(What you will do)
Whether an entry is long or short, retype it exactly.

Dataset entries:
--------------------------------------------------

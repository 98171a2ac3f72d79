use std::path::PathBuf;
use std::sync::Arc;

use anyhow::{Context, Result};
use slack_morphism::prelude::{SlackClient, SlackClientHyperConnector};
use tracing::info;

use super::dispatcher::{MediaModels, ToolDispatcher};
use super::handlers::BotContext;
use super::invoker::ModelInvoker;
use super::platform::ChatPlatform;
use super::slack::{serve_socket_mode, SlackPlatform};
use crate::config::Settings;
use crate::llm::tools::ToolSet;
use crate::llm::{create_http_client, create_provider, AiProvider};
use crate::media::ensure_dir;

/// Build the shared bot context from settings and already created clients
#[must_use]
pub fn build_context(
    settings: &Settings,
    provider: Arc<dyn AiProvider>,
    platform: Arc<dyn ChatPlatform>,
    http_client: reqwest::Client,
    tools: Arc<ToolSet>,
) -> BotContext {
    let temp_dir = PathBuf::from(&settings.temp_files_folder);
    BotContext {
        platform: platform.clone(),
        invoker: ModelInvoker::new(
            provider.clone(),
            settings.gpt_model.clone(),
            settings.system_prompt.clone(),
            tools,
        ),
        dispatcher: ToolDispatcher::new(
            provider,
            platform,
            http_client,
            MediaModels {
                image_model: settings.image_model.clone(),
                tts_model: settings.tts_model.clone(),
                tts_voice: settings.tts_voice.clone(),
                stt_model: settings.stt_model.clone(),
            },
            temp_dir.clone(),
        ),
        waiting_message: settings.waiting_message.clone(),
        temp_dir,
    }
}

/// Start the bot and serve Slack events until Ctrl+C.
///
/// # Errors
///
/// Returns an error if the temp folder cannot be created, no provider is
/// configured, or the Slack connection cannot be established.
pub async fn run_bot(settings: Settings) -> Result<()> {
    let temp_dir = PathBuf::from(&settings.temp_files_folder);
    ensure_dir(&temp_dir)
        .await
        .with_context(|| format!("failed to create temp folder {}", temp_dir.display()))?;

    let provider = create_provider(&settings)?;
    let tools = Arc::new(ToolSet::from_settings(&settings));
    if tools.is_empty() {
        info!("No media tools enabled, the model will only answer with text");
    }
    let http_client = create_http_client(settings.http_timeout_secs);

    let slack_client = Arc::new(SlackClient::new(
        SlackClientHyperConnector::new().context("failed to create slack HTTP connector")?,
    ));
    let platform: Arc<dyn ChatPlatform> = Arc::new(SlackPlatform::new(
        slack_client,
        settings.slack_bot_user_token.clone(),
        http_client.clone(),
    ));

    let context = Arc::new(build_context(
        &settings,
        provider,
        platform,
        http_client,
        tools,
    ));

    info!("Starting bot...");
    serve_socket_mode(context, &settings.slack_socket_token, async {
        if let Err(e) = tokio::signal::ctrl_c().await {
            tracing::error!(error = %e, "Failed to listen for Ctrl+C");
        }
    })
    .await?;
    info!("Bot stopped");
    Ok(())
}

--------------------------------------------------

(Worked solution)
repository 98171a2ac3f72d79
use std::path::PathBuf;
use std::sync::Arc;

use anyhow::{Context, Result};
use slack_morphism::prelude::{SlackClient, SlackClientHyperConnector};
use tracing::info;

use super::dispatcher::{MediaModels, ToolDispatcher};
use super::handlers::BotContext;
use super::invoker::ModelInvoker;
use super::platform::ChatPlatform;
use super::slack::{serve_socket_mode, SlackPlatform};
use crate::config::Settings;
use crate::llm::tools::ToolSet;
use crate::llm::{create_http_client, create_provider, AiProvider};
use crate::media::ensure_dir;

/// Build the shared bot context from settings and already created clients
#[must_use]
pub fn build_context(
    settings: &Settings,
    provider: Arc<dyn AiProvider>,
    platform: Arc<dyn ChatPlatform>,
    http_client: reqwest::Client,
    tools: Arc<ToolSet>,
) -> BotContext {
    let temp_dir = PathBuf::from(&settings.temp_files_folder);
    BotContext {
        platform: platform.clone(),
        invoker: ModelInvoker::new(
            provider.clone(),
            settings.gpt_model.clone(),
            settings.system_prompt.clone(),
            tools,
        ),
        dispatcher: ToolDispatcher::new(
            provider,
            platform,
            http_client,
            MediaModels {
                image_model: settings.image_model.clone(),
                tts_model: settings.tts_model.clone(),
                tts_voice: settings.tts_voice.clone(),
                stt_model: settings.stt_model.clone(),
            },
            temp_dir.clone(),
        ),
        waiting_message: settings.waiting_message.clone(),
        temp_dir,
    }
}

/// Start the bot and serve Slack events until Ctrl+C.
///
/// # Errors
///
/// Returns an error if the temp folder cannot be created, no provider is
/// configured, or the Slack connection cannot be established.
pub async fn run_bot(settings: Settings) -> Result<()> {
    let temp_dir = PathBuf::from(&settings.temp_files_folder);
    ensure_dir(&temp_dir)
        .await
        .with_context(|| format!("failed to create temp folder {}", temp_dir.display()))?;

    let provider = create_provider(&settings)?;
    let tools = Arc::new(ToolSet::from_settings(&settings));
    if tools.is_empty() {
        info!("No media tools enabled, the model will only answer with text");
    }
    let http_client = create_http_client(settings.http_timeout_secs);

    let slack_client = Arc::new(SlackClient::new(
        SlackClientHyperConnector::new().context("failed to create slack HTTP connector")?,
    ));
    let platform: Arc<dyn ChatPlatform> = Arc::new(SlackPlatform::new(
        slack_client,
        settings.slack_bot_user_token.clone(),
        http_client.clone(),
    ));

    let context = Arc::new(build_context(
        &settings,
        provider,
        platform,
        http_client,
        tools,
    ));

    info!("Starting bot...");
    serve_socket_mode(context, &settings.slack_socket_token, async {
        if let Err(e) = tokio::signal::ctrl_c().await {
            tracing::error!(error = %e, "Failed to listen for Ctrl+C");
        }
    })
    .await?;
    info!("Bot stopped");
    Ok(())
}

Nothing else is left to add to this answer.